= Daniel Da Pisa =

16th-century head of Rome's Jewish community

Daniel Da Pisa (דניאל מפיזה) was one of the heads of the Jewish community in Rome at the beginning of the 16th century.

He organized the community after large numbers of refugees arrived in the city of Rome in the late 15th and early 16th centuries, establishing eleven synagogues there. They demanded representation in the community's administration, which was in charge of the city's Jews. Da Pisa was in a position of control that influenced the allocation of public expenses among community members, and he created the bylaws of the new community. The major struggle was between the "Italians" – the permanent residents of Rome and the old affiliates – against the newcomers who arrived "beyond the mountains" – the Alps – the Ashkenazim and also the exiles who arrived in the city from southern Italy – the kingdom of the Catholic Monarchs Ferdinand II of Aragon and Isabella I of Castile.

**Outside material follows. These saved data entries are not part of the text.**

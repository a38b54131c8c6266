use std::collections::BTreeSet;

use egui::{Pos2, Rect, Vec2};

/// Identifier of a registered drop zone.
#[derive(Clone, Debug, PartialEq, Eq, Hash, PartialOrd, Ord)]
#[cfg_attr(feature = "serde", derive(serde::Deserialize, serde::Serialize))]
#[cfg_attr(feature = "serde", serde(transparent))]
pub struct DropTargetId(pub String);

impl DropTargetId {
    pub fn new(id: impl Into<String>) -> Self {
        Self(id.into())
    }

    pub fn as_str(&self) -> &str {
        &self.0
    }
}

impl std::fmt::Display for DropTargetId {
    fn fmt(&self, f: &mut std::fmt::Formatter<'_>) -> std::fmt::Result {
        f.write_str(&self.0)
    }
}

impl From<&str> for DropTargetId {
    fn from(id: &str) -> Self {
        Self::new(id)
    }
}

impl From<String> for DropTargetId {
    fn from(id: String) -> Self {
        Self(id)
    }
}

/// What a zone component hands to [`super::DndStore::register_drop_target`].
#[derive(Clone, Debug, PartialEq)]
#[cfg_attr(feature = "serde", derive(serde::Deserialize, serde::Serialize))]
pub struct DropTarget {
    pub id: DropTargetId,

    /// Bounding box, in the same coordinate space as [`super::DragPosition`].
    pub rect: Rect,

    /// Type tags (see [`super::DragItem::kind`]) this zone accepts.
    pub accepts: BTreeSet<String>,
}

impl DropTarget {
    pub fn new(id: impl Into<DropTargetId>, rect: Rect) -> Self {
        Self {
            id: id.into(),
            rect,
            accepts: BTreeSet::new(),
        }
    }

    /// Box given as `x, y, width, height`.
    pub fn from_xywh(id: impl Into<DropTargetId>, x: f32, y: f32, width: f32, height: f32) -> Self {
        Self::new(
            id,
            Rect::from_min_size(Pos2::new(x, y), Vec2::new(width, height)),
        )
    }

    pub fn accepting<S: Into<String>>(mut self, kinds: impl IntoIterator<Item = S>) -> Self {
        self.accepts.extend(kinds.into_iter().map(Into::into));
        self
    }

    pub fn accepts(&self, kind: &str) -> bool {
        self.accepts.contains(kind)
    }

    /// Inclusive on all four edges. Any NaN coordinate (point or box) yields `false`.
    pub fn contains(&self, pos: Pos2) -> bool {
        self.rect.contains(pos)
    }
}

/// A registered target together with the flags the store derives for it.
#[derive(Clone, Debug, PartialEq)]
#[cfg_attr(feature = "serde", derive(serde::Deserialize, serde::Serialize))]
pub struct DropTargetState {
    pub target: DropTarget,

    /// The active drag item's kind is in `accepts`. Geometry plays no part.
    pub can_drop: bool,

    /// This target is the current hit-test winner.
    pub is_over: bool,
}

impl DropTargetState {
    pub(super) fn neutral(target: DropTarget) -> Self {
        Self {
            target,
            can_drop: false,
            is_over: false,
        }
    }

    pub fn id(&self) -> &DropTargetId {
        &self.target.id
    }

    pub(super) fn clear_flags(&mut self) {
        self.can_drop = false;
        self.is_over = false;
    }
}
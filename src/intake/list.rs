//! Accumulated upload list and the duplicate filter

use anyhow::Result;
use serde::Serialize;
use std::collections::HashSet;

use super::file::{FileIdentity, UploadedFile};

/// Result of filtering one dropped batch against the current list
#[derive(Debug, Clone, PartialEq, Eq)]
pub struct FilteredBatch {
    /// Files from the batch that are new, in batch order
    pub fresh: Vec<UploadedFile>,
    /// Number of batch entries dropped as duplicates
    pub duplicates: usize,
}

/// Remove from `batch` every file already in `existing`, and every repeat of
/// an earlier file in the same batch.
pub fn filter_batch(existing: &[UploadedFile], batch: Vec<UploadedFile>) -> FilteredBatch {
    let total = batch.len();
    let mut seen: HashSet<FileIdentity<'_>> = existing.iter().map(UploadedFile::identity).collect();
    let keep: Vec<bool> = batch.iter().map(|file| seen.insert(file.identity())).collect();
    drop(seen);

    let fresh: Vec<UploadedFile> = batch
        .into_iter()
        .zip(keep)
        .filter_map(|(file, keep)| keep.then_some(file))
        .collect();

    let duplicates = total - fresh.len();
    FilteredBatch { fresh, duplicates }
}

/// Ordered list of accepted uploads. Never holds two files with the same
/// identity.
#[derive(Debug, Clone, Default, PartialEq, Eq, Serialize)]
#[serde(transparent)]
pub struct FileList {
    files: Vec<UploadedFile>,
}

impl FileList {
    pub fn new() -> Self {
        Self::default()
    }

    /// Append the new files of `batch`, returning how many were skipped as
    /// duplicates.
    pub fn accumulate(&mut self, batch: Vec<UploadedFile>) -> usize {
        let FilteredBatch { fresh, duplicates } = filter_batch(&self.files, batch);
        tracing::debug!(
            "Accumulating {} new file(s), skipped {} duplicate(s)",
            fresh.len(),
            duplicates
        );
        self.files.extend(fresh);
        duplicates
    }

    /// Remove the entry at `index`, keeping the order of the rest
    pub fn remove(&mut self, index: usize) -> Result<UploadedFile> {
        if index >= self.files.len() {
            anyhow::bail!(
                "No uploaded file at index {} (list has {} file(s))",
                index,
                self.files.len()
            );
        }
        Ok(self.files.remove(index))
    }

    pub fn clear(&mut self) {
        self.files.clear();
    }

    pub fn len(&self) -> usize {
        self.files.len()
    }

    pub fn is_empty(&self) -> bool {
        self.files.is_empty()
    }

    pub fn as_slice(&self) -> &[UploadedFile] {
        &self.files
    }

    pub fn iter(&self) -> std::slice::Iter<'_, UploadedFile> {
        self.files.iter()
    }
}

impl<'a> IntoIterator for &'a FileList {
    type Item = &'a UploadedFile;
    type IntoIter = std::slice::Iter<'a, UploadedFile>;

    fn into_iter(self) -> Self::IntoIter {
        self.files.iter()
    }
}

impl From<Vec<UploadedFile>> for FileList {
    /// Builds a list from arbitrary files, dropping repeats so the list
    /// invariant holds.
    fn from(files: Vec<UploadedFile>) -> Self {
        let mut list = FileList::new();
        list.accumulate(files);
        list
    }
}

#[cfg(test)]
mod tests {
    use super::*;

    fn file(name: &str, size: u64, modified: i64) -> UploadedFile {
        UploadedFile::new(name, size, modified, "image/jpeg")
    }

    #[test]
    fn test_batch_with_internal_duplicate() {
        let mut list = FileList::new();
        let duplicates = list.accumulate(vec![file("a.jpg", 100, 1), file("a.jpg", 100, 1)]);

        assert_eq!(duplicates, 1);
        assert_eq!(list.as_slice(), &[file("a.jpg", 100, 1)]);
    }

    #[test]
    fn test_batch_overlapping_existing_list() {
        let existing = file("existing.jpg", 1024, 1234567890);
        let new_file = file("new.jpg", 7, 1700000000000);
        let mut list = FileList::from(vec![existing.clone()]);

        let duplicates = list.accumulate(vec![new_file.clone(), existing.clone()]);

        assert_eq!(duplicates, 1);
        assert_eq!(list.as_slice(), &[existing, new_file]);
    }

    #[test]
    fn test_disjoint_batch_appends_in_order() {
        let mut list = FileList::from(vec![file("1.jpg", 1, 1), file("2.jpg", 2, 2)]);
        let batch = vec![file("4.jpg", 4, 4), file("3.jpg", 3, 3)];

        let duplicates = list.accumulate(batch.clone());

        assert_eq!(duplicates, 0);
        let names: Vec<_> = list.iter().map(|f| f.name.as_str()).collect();
        assert_eq!(names, vec!["1.jpg", "2.jpg", "4.jpg", "3.jpg"]);
    }

    #[test]
    fn test_redropping_same_batch_is_idempotent() {
        let batch = vec![file("a.jpg", 1, 1), file("b.jpg", 2, 2), file("c.jpg", 3, 3)];
        let mut list = FileList::new();
        list.accumulate(batch.clone());
        let before = list.clone();

        let duplicates = list.accumulate(batch.clone());

        assert_eq!(duplicates, batch.len());
        assert_eq!(list, before);
    }

    #[test]
    fn test_empty_batch_is_noop() {
        let mut list = FileList::from(vec![file("a.jpg", 1, 1)]);
        assert_eq!(list.accumulate(Vec::new()), 0);
        assert_eq!(list.len(), 1);
    }

    #[test]
    fn test_same_name_different_mtime_is_not_duplicate() {
        let mut list = FileList::from(vec![file("a.jpg", 100, 1)]);
        assert_eq!(list.accumulate(vec![file("a.jpg", 100, 2)]), 0);
        assert_eq!(list.len(), 2);
    }

    #[test]
    fn test_remove_first_of_two() {
        let first = file("test1.jpg", 1024 * 1024, 1);
        let second = file("test2.png", 2 * 1024 * 1024, 2);
        let mut list = FileList::from(vec![first.clone(), second.clone()]);

        let removed = list.remove(0).unwrap();

        assert_eq!(removed, first);
        assert_eq!(list.as_slice(), &[second]);
    }

    #[test]
    fn test_remove_out_of_range() {
        let mut list = FileList::from(vec![file("a.jpg", 1, 1)]);
        let err = list.remove(3).unwrap_err();
        assert!(err.to_string().contains("No uploaded file at index 3"));
        assert_eq!(list.len(), 1);
    }

    #[test]
    fn test_filter_batch_reports_counts() {
        let existing = vec![file("a.jpg", 1, 1)];
        let result = filter_batch(&existing, vec![file("a.jpg", 1, 1), file("b.jpg", 2, 2), file("b.jpg", 2, 2)]);
        assert_eq!(result.duplicates, 2);
        assert_eq!(result.fresh, vec![file("b.jpg", 2, 2)]);
    }
}
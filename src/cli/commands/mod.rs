//! Command implementations for the yourOrbit CLI
//!
//! Each command lives in its own module with its clap `Args` struct and an
//! async `execute`.

use anyhow::Result;
use clap::ValueEnum;

use crate::cli::Output;
use crate::dropzone::DropZoneView;
use crate::intake::UploadedFile;
use crate::shared::glob::expand_file_patterns;

pub mod config;
pub mod drop;
pub mod status;
pub mod submit;
pub mod tracker;
pub mod version;

#[derive(Debug, Clone, Copy, Default, PartialEq, Eq, ValueEnum)]
pub enum OutputFormat {
    #[default]
    Text,
    Json,
}

/// Turn paths, directories and glob patterns into one drop batch
pub(crate) fn collect_batch(patterns: &[String]) -> Result<Vec<UploadedFile>> {
    let current_dir = std::env::current_dir()?;
    let paths = expand_file_patterns(patterns, &current_dir)?;
    tracing::debug!("Expanded {} pattern(s) into {} file(s)", patterns.len(), paths.len());
    paths.iter().map(|path| UploadedFile::from_path(path)).collect()
}

/// Print the upload preview list
pub(crate) fn print_files(view: &DropZoneView, output: &Output) {
    let Some(heading) = view.heading() else {
        output.info("No files uploaded");
        return;
    };
    output.header(&heading);
    for file in &view.files {
        output.list_item(&format!("[{}] {} ({})", file.index, file.name, file.size));
    }
}
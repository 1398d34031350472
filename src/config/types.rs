//! Typed configuration sections
//!
//! Each section is extracted from the merged figment with serde, so every
//! field must either appear in `default-config.toml` or carry a serde default.

use serde::{Deserialize, Serialize};
use std::collections::BTreeMap;

/// Default maximum file size: 5MB
pub const DEFAULT_MAX_SIZE_BYTES: u64 = 5 * 1024 * 1024;

/// Default toast lifetime in milliseconds
pub const DEFAULT_TOAST_DURATION_MS: u64 = 4000;

/// Drop zone configuration: accept pattern, size limit and input flags
#[derive(Debug, Clone, PartialEq, Eq, Serialize, Deserialize)]
pub struct DropZoneConfig {
    /// MIME pattern (e.g. `image/*`) to allowed file extensions. An empty map
    /// accepts every file.
    #[serde(default = "default_accept")]
    pub accept: BTreeMap<String, Vec<String>>,

    /// Files larger than this are rejected
    #[serde(default = "default_max_size_bytes")]
    pub max_size_bytes: u64,

    /// Whether more than one file may be dropped at once
    #[serde(default = "default_true")]
    pub allow_multiple: bool,

    /// Ignore drops entirely
    #[serde(default)]
    pub disabled: bool,
}

fn default_accept() -> BTreeMap<String, Vec<String>> {
    BTreeMap::from([("image/*".to_string(), Vec::new())])
}

fn default_max_size_bytes() -> u64 {
    DEFAULT_MAX_SIZE_BYTES
}

fn default_true() -> bool {
    true
}

impl Default for DropZoneConfig {
    fn default() -> Self {
        Self {
            accept: default_accept(),
            max_size_bytes: DEFAULT_MAX_SIZE_BYTES,
            allow_multiple: true,
            disabled: false,
        }
    }
}

/// Toast display settings
#[derive(Debug, Clone, PartialEq, Eq, Serialize, Deserialize)]
pub struct ToastConfig {
    #[serde(default = "default_toast_duration")]
    pub duration_ms: u64,
}

fn default_toast_duration() -> u64 {
    DEFAULT_TOAST_DURATION_MS
}

impl Default for ToastConfig {
    fn default() -> Self {
        Self {
            duration_ms: DEFAULT_TOAST_DURATION_MS,
        }
    }
}

/// Backend endpoint settings
#[derive(Debug, Clone, PartialEq, Eq, Serialize, Deserialize)]
pub struct BackendConfig {
    pub base_url: String,
    #[serde(default = "default_timeout_secs")]
    pub timeout_secs: u64,
}

fn default_timeout_secs() -> u64 {
    10
}

impl Default for BackendConfig {
    fn default() -> Self {
        Self {
            base_url: "http://localhost:3001".to_string(),
            timeout_secs: default_timeout_secs(),
        }
    }
}

/// Where submissions go
#[derive(Debug, Clone, Copy, PartialEq, Eq, Default, Serialize, Deserialize)]
#[serde(rename_all = "lowercase")]
pub enum SubmitMode {
    /// Record the submission in the log only
    #[default]
    Log,
    /// Forward text to the backend tracker endpoint
    Http,
}

#[derive(Debug, Clone, Default, PartialEq, Eq, Serialize, Deserialize)]
pub struct SubmitConfig {
    #[serde(default)]
    pub mode: SubmitMode,
}

/// Session as resolved by the auth provider
#[derive(Debug, Clone, Default, PartialEq, Eq, Serialize, Deserialize)]
pub struct SessionConfig {
    /// Signed-in user name; empty means no session
    #[serde(default)]
    pub user: String,
    /// The provider has not answered yet
    #[serde(default)]
    pub pending: bool,
}
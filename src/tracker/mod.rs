//! Job application tracker page
//!
//! A job posting comes in either as pasted text or as uploaded screenshots,
//! never both: non-empty text disables the drop zone, and uploaded files lock
//! the text input. Submission is gated by [`AuthGuard`].

pub mod auth;
pub mod submit;

use anyhow::Result;
use serde::Serialize;

use crate::config::DropZoneConfig;
use crate::dropzone::{DropOutcome, DropZoneView, FileDropZone};
use crate::intake::{FileList, UploadedFile};
use crate::notify::messages::{
    SESSION_PENDING_MESSAGE, SIGN_IN_REQUIRED_DESCRIPTION, SIGN_IN_REQUIRED_TITLE, SUBMISSION_FAILED_TITLE,
};
use crate::notify::{Toast, ToastSink};
use crate::shared::bytes_to_mb;

pub use auth::{AuthGuard, GuardOutcome, SessionState};
pub use submit::{ConfiguredSubmitter, HttpSubmitter, LogSubmitter, Submitter};

pub const TEXT_LOCKED_PLACEHOLDER: &str = "Clear text input to upload files instead";
pub const TEXT_LOCKED_DESCRIPTION: &str = "You can either paste job description OR upload screenshots";
pub const UPLOAD_PLACEHOLDER: &str = "Upload job posting screenshots";
pub const FILES_LOCKED_TEXTAREA: &str = "Remove uploaded files to paste job posting instead";
pub const TEXTAREA_PLACEHOLDER: &str = "Paste job posting here";

/// Words longer than this force break-all wrapping
const LONG_WORD_CHARS: usize = 30;

/// True when any space-separated word is too long to wrap normally
pub fn needs_break_all(text: &str) -> bool {
    text.split(' ').any(|word| word.chars().count() > LONG_WORD_CHARS)
}

fn upload_description(max_size_bytes: u64) -> String {
    format!(
        "Drag & drop or click to browse • Max {}MB per file",
        bytes_to_mb(max_size_bytes)
    )
}

/// What a submit attempt did
#[derive(Debug, Clone, Copy, PartialEq, Eq, Serialize)]
#[serde(rename_all = "kebab-case")]
pub enum SubmitOutcome {
    /// Session still loading; the user was asked to retry
    Pending,
    SignInRequired,
    /// Nothing to send
    Empty,
    Submitted,
    Failed,
}

/// Snapshot of the page for rendering
#[derive(Debug, Clone, PartialEq, Eq, Serialize)]
pub struct TrackerView {
    pub text: String,
    pub text_disabled: bool,
    pub textarea_placeholder: &'static str,
    pub break_all: bool,
    pub show_auth_prompt: bool,
    pub dropzone: DropZoneView,
}

pub struct JobAppTracker<S: ToastSink> {
    zone: FileDropZone<S>,
    text: String,
    guard: AuthGuard,
    toast_duration_ms: u64,
}

impl<S: ToastSink> JobAppTracker<S> {
    pub fn new(config: DropZoneConfig, session: SessionState, sink: S, toast_duration_ms: u64) -> Result<Self> {
        let zone = FileDropZone::new(config, sink)?.with_toast_duration(toast_duration_ms);
        let mut tracker = Self {
            zone,
            text: String::new(),
            guard: AuthGuard::new(session),
            toast_duration_ms,
        };
        tracker.refresh_gating();
        Ok(tracker)
    }

    pub fn text(&self) -> &str {
        &self.text
    }

    pub fn files(&self) -> &FileList {
        self.zone.files()
    }

    pub fn sink(&self) -> &S {
        self.zone.sink()
    }

    pub fn sink_mut(&mut self) -> &mut S {
        self.zone.sink_mut()
    }

    pub fn auth(&self) -> &AuthGuard {
        &self.guard
    }

    pub fn auth_mut(&mut self) -> &mut AuthGuard {
        &mut self.guard
    }

    /// Text input is locked while files are uploaded
    pub fn text_disabled(&self) -> bool {
        !self.zone.files().is_empty()
    }

    pub fn textarea_placeholder(&self) -> &'static str {
        if self.text_disabled() {
            FILES_LOCKED_TEXTAREA
        } else {
            TEXTAREA_PLACEHOLDER
        }
    }

    pub fn break_all(&self) -> bool {
        needs_break_all(&self.text)
    }

    /// Replace the text input. Refused with a warning while files are
    /// uploaded.
    pub fn set_text(&mut self, text: impl Into<String>) -> bool {
        if self.text_disabled() {
            let toast = Toast::warning(FILES_LOCKED_TEXTAREA).with_duration(self.toast_duration_ms);
            self.zone.sink_mut().show(toast);
            return false;
        }
        self.text = text.into();
        self.refresh_gating();
        true
    }

    pub fn clear_text(&mut self) {
        self.text.clear();
        self.refresh_gating();
    }

    pub fn handle_drop(&mut self, batch: Vec<UploadedFile>) -> DropOutcome {
        self.zone.handle_drop(batch)
    }

    pub fn remove(&mut self, index: usize) -> Result<UploadedFile> {
        self.zone.remove(index)
    }

    /// Clear both inputs
    pub fn reset(&mut self) {
        self.zone.reset();
        self.clear_text();
    }

    pub fn view(&self) -> TrackerView {
        TrackerView {
            text: self.text.clone(),
            text_disabled: self.text_disabled(),
            textarea_placeholder: self.textarea_placeholder(),
            break_all: self.break_all(),
            show_auth_prompt: self.guard.show_auth_prompt(),
            dropzone: self.zone.view(),
        }
    }

    /// Submit whatever the page holds. Inputs are left as they are.
    pub async fn submit<T: Submitter>(&mut self, submitter: &T) -> SubmitOutcome {
        match self.guard.require_auth() {
            GuardOutcome::Pending => {
                let toast = Toast::info(SESSION_PENDING_MESSAGE).with_duration(self.toast_duration_ms);
                self.zone.sink_mut().show(toast);
                return SubmitOutcome::Pending;
            }
            GuardOutcome::SignInRequired => {
                let toast = Toast::warning(SIGN_IN_REQUIRED_TITLE)
                    .with_description(SIGN_IN_REQUIRED_DESCRIPTION)
                    .with_duration(self.toast_duration_ms);
                self.zone.sink_mut().show(toast);
                return SubmitOutcome::SignInRequired;
            }
            GuardOutcome::Allowed => {}
        }

        let text = self.text.trim().to_string();
        let files = self.zone.files().as_slice().to_vec();
        if text.is_empty() && files.is_empty() {
            tracing::debug!("Nothing to submit");
            return SubmitOutcome::Empty;
        }

        tracing::debug!("Submitting through {} submitter", submitter.name());
        let mut result = Ok(());
        if !text.is_empty() {
            result = submitter.submit_text(&text).await;
        }
        if result.is_ok() && !files.is_empty() {
            result = submitter.submit_files(&files).await;
        }

        match result {
            Ok(()) => SubmitOutcome::Submitted,
            Err(e) => {
                tracing::error!("Submission failed: {:#}", e);
                let toast = Toast::error(SUBMISSION_FAILED_TITLE)
                    .with_description(format!("{e:#}"))
                    .with_duration(self.toast_duration_ms);
                self.zone.sink_mut().show(toast);
                SubmitOutcome::Failed
            }
        }
    }

    fn refresh_gating(&mut self) {
        let locked = !self.text.trim().is_empty();
        self.zone.set_disabled(locked);
        if locked {
            self.zone.set_prompt(TEXT_LOCKED_PLACEHOLDER, TEXT_LOCKED_DESCRIPTION);
        } else {
            let description = upload_description(self.zone.config().max_size_bytes);
            self.zone.set_prompt(UPLOAD_PLACEHOLDER, description);
        }
    }
}
//! Drop classification: accept patterns, size limits and single-file mode
//!
//! Filters are applied per file in a fixed order:
//! 1. **Accept Filter** - MIME pattern or extension match
//! 2. **Size Filter** - maximum size in bytes
//!
//! Files failing any filter are reported with every code that applied; the
//! rest continue to the intake list.

pub mod accept;
pub mod classifier;
pub mod filters;
pub mod rejection;
pub mod size;

pub use accept::AcceptFilter;
pub use classifier::{Classification, DropClassifier};
pub use filters::{Filter, FilterDecision};
pub use rejection::{FileRejection, RejectionCode, RejectionReport};
pub use size::SizeFilter;
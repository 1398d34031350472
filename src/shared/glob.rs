//! Glob pattern utilities
//!
//! Expands the paths and patterns given for a drop event into concrete files,
//! and compiles the MIME globs used by accept patterns.

use anyhow::{Context, Result};
use globset::{GlobBuilder, GlobMatcher};
use std::path::{Path, PathBuf};
use walkdir::WalkDir;

/// Expand a list of drop arguments (literal paths, directories or glob
/// patterns) into the files they name, in argument order.
///
/// Directories contribute their files one level deep, sorted by name, the way
/// a file picker selection of a folder's contents would arrive. Literal paths
/// that do not exist are an error; a glob that matches nothing is not.
pub fn expand_file_patterns<P: AsRef<Path>>(patterns: &[String], base_dir: P) -> Result<Vec<PathBuf>> {
    let mut valid_paths = Vec::new();
    let base_dir = base_dir.as_ref();

    for pattern in patterns {
        if is_glob_pattern(pattern) {
            let glob_paths = expand_glob_pattern(pattern, base_dir)?;
            if glob_paths.is_empty() {
                tracing::warn!("Pattern '{}' matched no files", pattern);
            }
            valid_paths.extend(glob_paths);
            continue;
        }

        let path = if Path::new(pattern).is_absolute() {
            PathBuf::from(pattern)
        } else {
            base_dir.join(pattern)
        };

        if path.is_file() {
            valid_paths.push(path);
        } else if path.is_dir() {
            valid_paths.extend(list_directory(&path)?);
        } else {
            anyhow::bail!("No such file: {}", path.display());
        }
    }

    Ok(valid_paths)
}

/// Check if a string contains glob pattern characters
pub fn is_glob_pattern(pattern: &str) -> bool {
    pattern.contains('*') || pattern.contains('?') || pattern.contains('[')
}

/// Expand a single glob pattern to matching file paths, sorted.
///
/// The walk starts at the pattern's literal prefix (`shots/` in
/// `shots/*.png`), resolved against `base_dir` unless absolute. `*` never
/// crosses a path separator, and without `**` the walk goes no deeper than the
/// pattern has components.
pub fn expand_glob_pattern<P: AsRef<Path>>(pattern: &str, base_dir: P) -> Result<Vec<PathBuf>> {
    let (prefix, rest) = split_literal_prefix(pattern);
    let root = base_dir.as_ref().join(&prefix);

    let matcher = GlobBuilder::new(&rest)
        .literal_separator(true)
        .build()
        .with_context(|| format!("Invalid glob pattern: {pattern}"))?
        .compile_matcher();

    let mut walker = WalkDir::new(&root).min_depth(1).sort_by_file_name();
    if !rest.contains("**") {
        walker = walker.max_depth(Path::new(&rest).components().count());
    }

    let mut matching_paths = Vec::new();
    for entry in walker {
        let entry = match entry {
            Ok(entry) => entry,
            Err(e) => {
                tracing::debug!("Skipping unreadable entry while expanding '{}': {}", pattern, e);
                continue;
            }
        };
        if !entry.file_type().is_file() {
            continue;
        }
        let matches = entry
            .path()
            .strip_prefix(&root)
            .map(|rel_path| matcher.is_match(rel_path))
            .unwrap_or(false);
        if matches {
            matching_paths.push(entry.into_path());
        }
    }

    Ok(matching_paths)
}

/// Split a pattern into the leading components without glob characters and
/// the remainder, e.g. `shots/2024/*.png` into `shots/2024` and `*.png`.
fn split_literal_prefix(pattern: &str) -> (PathBuf, String) {
    let mut prefix = PathBuf::new();
    let mut rest = Vec::new();
    for component in Path::new(pattern).components() {
        let text = component.as_os_str().to_string_lossy();
        if rest.is_empty() && !is_glob_pattern(&text) {
            prefix.push(component);
        } else {
            rest.push(text.into_owned());
        }
    }
    (prefix, rest.join("/"))
}

fn list_directory(dir: &Path) -> Result<Vec<PathBuf>> {
    let mut files = Vec::new();
    for entry in WalkDir::new(dir).min_depth(1).max_depth(1).sort_by_file_name() {
        let entry = entry.with_context(|| format!("Failed to read directory {}", dir.display()))?;
        if entry.file_type().is_file() {
            files.push(entry.into_path());
        }
    }
    Ok(files)
}

/// Compile a MIME type pattern such as `image/*` into a case-insensitive
/// matcher where `*` stays within one segment.
pub fn mime_matcher(pattern: &str) -> Result<GlobMatcher> {
    let glob = GlobBuilder::new(pattern)
        .case_insensitive(true)
        .literal_separator(true)
        .build()
        .with_context(|| format!("Invalid MIME pattern: {pattern}"))?;
    Ok(glob.compile_matcher())
}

Da Pisa came from an important banking family from Rome, which moved to Tuscany, and he was a successful banker. He was wealthy and cultured and accepted by the Medici family. He earned the esteem of Pope Clement VII, who was of Florentine origin from Tuscany. He was the one who recommended to him to welcome David Reubeni.

The banker wrote a constitution for the community, submitted it for its approval, and the Pope gave it official approval in his bull dated December 12, 1524. And so it became binding on the community. According to it, bankers, nobles, and men of modest wealth were summoned in equal numbers to choose representatives for the committee (congrega), which numbered 60 people – half Italians and half immigrants. Daniel Da Pisa was aided by the physician and Biblical commentator Rabbi Obadiah Sforno, and the physician Isaac Zarfati. If there was a tie, the Italians got an additional representative.

Next to them was an executive authority of three administrators (fattori), two overseers (camerllenghi) – one worked as a treasurer and the other as an accountant, and they rotated positions every six months. Additional decisions included that an excommunication would be approved by the administrators. It was also determined that a severe punishment "if a single small informer arises, acting maliciously, to spy and harm the community with words or deeds" – he can be brought to "complete ruin".
This leadership framework lasted until the 20th century.